In 1968, a car exploded during the pre-trials of the Indianapolis 500. The driver of the car came out of the flames engulfing his vehicle completely unharmed. His name was Mario Andretti and he went on to win the race that year. The suit that saved his life was made by protective fiber developed by TenCate. “One of the first pieces of clothing done with fire protective fabric was done for a racing team, not for firefighters,” explains Mike Anderson, vice president of operations for TenCate Protective Fabrics.
Over the last 40 years, Tencate has pioneered the most innovative protective fabrics in the world. Tencate is not only the undisputed global leader as the largest manufacturer of protective gear, but it also holds the No. 1 place as the most innovative company, with cutting-edge technology in advanced fibers and a deep understanding of the protection needed for a variety of activities. Firefighters, soldiers, oil and utility workers benefit from the protection of TenCate fabrics.

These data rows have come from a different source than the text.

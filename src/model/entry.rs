//! Entry and its direct children: variants, pronunciations, etymologies,
//! and relations.

use smol_str::SmolStr;

use crate::model::extensible::{
    Annotation, Dated, Described, Field, HasAnnotations, HasFields, HasNotes, HasPronunciations,
    HasRelations, HasTraits, Identified, Note, Trait,
};
use crate::model::sense::Sense;
use crate::text::MultiText;

/// A dictionary entry: the root unit of the lexicon.
///
/// Ids must be unique dictionary-wide; the guid is backfilled at finalize
/// when the document did not supply one.
#[derive(Debug, Clone, Default, PartialEq)]
pub struct Entry {
    pub id: Option<String>,
    pub guid: Option<String>,
    pub order: Option<u32>,
    pub date_created: Option<String>,
    pub date_modified: Option<String>,
    /// Deletion marker: a tombstone entry retains its id but no content.
    pub date_deleted: Option<String>,
    /// The headword forms, in the object language(s).
    pub lexical_unit: MultiText,
    /// The citation forms, in the meta language(s).
    pub citations: MultiText,
    pub senses: Vec<Sense>,
    pub variants: Vec<Variant>,
    pub pronunciations: Vec<Pronunciation>,
    pub relations: Vec<Relation>,
    pub etymologies: Vec<Etymology>,
    pub notes: Vec<Note>,
    pub fields: Vec<Field>,
    pub traits: Vec<Trait>,
    pub annotations: Vec<Annotation>,
}

impl Entry {
    pub fn new() -> Self {
        Self::default()
    }

    /// The headword in the first object language, for display and logging.
    pub fn headword(&self) -> Option<String> {
        self.lexical_unit.first_form().map(|f| f.text())
    }
}

impl Described for Entry {
    fn describe(&self) -> String {
        match &self.id {
            Some(id) => format!("entry '{id}'"),
            None => "entry".to_string(),
        }
    }
}

impl Identified for Entry {
    fn id(&self) -> Option<&str> {
        self.id.as_deref()
    }
    fn set_id(&mut self, id: impl Into<String>) {
        self.id = Some(id.into());
    }
    fn guid(&self) -> Option<&str> {
        self.guid.as_deref()
    }
    fn set_guid(&mut self, guid: impl Into<String>) {
        self.guid = Some(guid.into());
    }
}

impl Dated for Entry {
    fn date_created(&self) -> Option<&str> {
        self.date_created.as_deref()
    }
    fn set_date_created(&mut self, date: impl Into<String>) {
        self.date_created = Some(date.into());
    }
    fn date_modified(&self) -> Option<&str> {
        self.date_modified.as_deref()
    }
    fn set_date_modified(&mut self, date: impl Into<String>) {
        self.date_modified = Some(date.into());
    }
}

impl HasNotes for Entry {
    fn notes(&self) -> &[Note] {
        &self.notes
    }
    fn notes_mut(&mut self) -> &mut Vec<Note> {
        &mut self.notes
    }
}

impl HasFields for Entry {
    fn fields(&self) -> &[Field] {
        &self.fields
    }
    fn fields_mut(&mut self) -> &mut Vec<Field> {
        &mut self.fields
    }
}

impl HasTraits for Entry {
    fn traits(&self) -> &[Trait] {
        &self.traits
    }
    fn traits_mut(&mut self) -> &mut Vec<Trait> {
        &mut self.traits
    }
}

impl HasAnnotations for Entry {
    fn annotations(&self) -> &[Annotation] {
        &self.annotations
    }
    fn annotations_mut(&mut self) -> &mut Vec<Annotation> {
        &mut self.annotations
    }
}

impl HasRelations for Entry {
    fn relations(&self) -> &[Relation] {
        &self.relations
    }
    fn relations_mut(&mut self) -> &mut Vec<Relation> {
        &mut self.relations
    }
}

impl HasPronunciations for Entry {
    fn pronunciations(&self) -> &[Pronunciation] {
        &self.pronunciations
    }
    fn pronunciations_mut(&mut self) -> &mut Vec<Pronunciation> {
        &mut self.pronunciations
    }
}

/// A variant form of an entry, optionally cross-referencing another entry
/// by id.
#[derive(Debug, Clone, Default, PartialEq)]
pub struct Variant {
    /// Reference to another entry's id, validated at finalize.
    pub ref_id: Option<String>,
    pub forms: MultiText,
    pub pronunciations: Vec<Pronunciation>,
    pub relations: Vec<Relation>,
    pub fields: Vec<Field>,
    pub traits: Vec<Trait>,
    pub annotations: Vec<Annotation>,
}

impl Variant {
    pub fn new() -> Self {
        Self::default()
    }
}

impl Described for Variant {
    fn describe(&self) -> String {
        "variant".to_string()
    }
}

impl HasFields for Variant {
    fn fields(&self) -> &[Field] {
        &self.fields
    }
    fn fields_mut(&mut self) -> &mut Vec<Field> {
        &mut self.fields
    }
}

impl HasTraits for Variant {
    fn traits(&self) -> &[Trait] {
        &self.traits
    }
    fn traits_mut(&mut self) -> &mut Vec<Trait> {
        &mut self.traits
    }
}

impl HasAnnotations for Variant {
    fn annotations(&self) -> &[Annotation] {
        &self.annotations
    }
    fn annotations_mut(&mut self) -> &mut Vec<Annotation> {
        &mut self.annotations
    }
}

impl HasRelations for Variant {
    fn relations(&self) -> &[Relation] {
        &self.relations
    }
    fn relations_mut(&mut self) -> &mut Vec<Relation> {
        &mut self.relations
    }
}

impl HasPronunciations for Variant {
    fn pronunciations(&self) -> &[Pronunciation] {
        &self.pronunciations
    }
    fn pronunciations_mut(&mut self) -> &mut Vec<Pronunciation> {
        &mut self.pronunciations
    }
}

/// A pronunciation: per-writing-system forms plus media references.
#[derive(Debug, Clone, Default, PartialEq)]
pub struct Pronunciation {
    pub forms: MultiText,
    pub media: Vec<Media>,
}

impl Pronunciation {
    pub fn new() -> Self {
        Self::default()
    }
}

/// A media reference attached to a pronunciation.
#[derive(Debug, Clone, PartialEq)]
pub struct Media {
    pub href: String,
    pub label: MultiText,
}

impl Media {
    pub fn new(href: impl Into<String>) -> Self {
        Self {
            href: href.into(),
            label: MultiText::new(),
        }
    }
}

/// An etymology: where the word came from. Type and source are mandatory
/// on the wire.
#[derive(Debug, Clone, PartialEq)]
pub struct Etymology {
    pub etym_type: String,
    pub source: String,
    pub forms: MultiText,
    pub glosses: MultiText,
    pub fields: Vec<Field>,
    pub traits: Vec<Trait>,
    pub annotations: Vec<Annotation>,
}

impl Etymology {
    pub fn new(etym_type: impl Into<String>, source: impl Into<String>) -> Self {
        Self {
            etym_type: etym_type.into(),
            source: source.into(),
            forms: MultiText::new(),
            glosses: MultiText::new(),
            fields: Vec::new(),
            traits: Vec::new(),
            annotations: Vec::new(),
        }
    }
}

impl Described for Etymology {
    fn describe(&self) -> String {
        format!("etymology '{}'", self.etym_type)
    }
}

impl HasFields for Etymology {
    fn fields(&self) -> &[Field] {
        &self.fields
    }
    fn fields_mut(&mut self) -> &mut Vec<Field> {
        &mut self.fields
    }
}

impl HasTraits for Etymology {
    fn traits(&self) -> &[Trait] {
        &self.traits
    }
    fn traits_mut(&mut self) -> &mut Vec<Trait> {
        &mut self.traits
    }
}

impl HasAnnotations for Etymology {
    fn annotations(&self) -> &[Annotation] {
        &self.annotations
    }
    fn annotations_mut(&mut self) -> &mut Vec<Annotation> {
        &mut self.annotations
    }
}

/// A typed link to another entry (synonym, antonym, component, ...).
#[derive(Debug, Clone, PartialEq)]
pub struct Relation {
    pub rel_type: SmolStr,
    /// Reference to another entry's id, validated at finalize.
    pub ref_id: Option<String>,
    pub order: Option<u32>,
    pub usage: MultiText,
    pub fields: Vec<Field>,
    pub traits: Vec<Trait>,
    pub annotations: Vec<Annotation>,
}

impl Relation {
    pub fn new(rel_type: impl Into<SmolStr>) -> Self {
        Self {
            rel_type: rel_type.into(),
            ref_id: None,
            order: None,
            usage: MultiText::new(),
            fields: Vec::new(),
            traits: Vec::new(),
            annotations: Vec::new(),
        }
    }
}

impl Described for Relation {
    fn describe(&self) -> String {
        format!("relation '{}'", self.rel_type)
    }
}

impl HasFields for Relation {
    fn fields(&self) -> &[Field] {
        &self.fields
    }
    fn fields_mut(&mut self) -> &mut Vec<Field> {
        &mut self.fields
    }
}

impl HasTraits for Relation {
    fn traits(&self) -> &[Trait] {
        &self.traits
    }
    fn traits_mut(&mut self) -> &mut Vec<Trait> {
        &mut self.traits
    }
}

impl HasAnnotations for Relation {
    fn annotations(&self) -> &[Annotation] {
        &self.annotations
    }
    fn annotations_mut(&mut self) -> &mut Vec<Annotation> {
        &mut self.annotations
    }
}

“We are the only manufacturer that makes all inherent flame resistant products,” Anderson explains. “We do not add a treatment to the fabric; it is the fabric itself that is fire resistant.” The cutting-edge technology in the materials used in its products is what has put the company at the head of the industry. “We are worldwide innovation leaders and we have the biggest share of the market worldwide,” Anderson says.
TenCate has made great strides in the development of fire-proof fabrics. “Firefighters [prior to 1969] were wearing 100 percent wool suits, which were very hard to treat, were difficult to keep dry and became heavy when they got wet,” Anderson explains. “Our fire-resistant fibers are light, protect better and can have moisture repellent on them, which keeps moisture away from the body,” Anderson says. “The purpose of having moisture-wicking fabric is to prevent steam burns. Steam burns and heart attacks are the biggest causes of death among fire fighters,” he continues. “By having the lighter product, it alleviates the effort they exert, since they already have to carry so much equipment around with them, but also, having a product that will pull the moisture away from them to prevent steam burns was important.”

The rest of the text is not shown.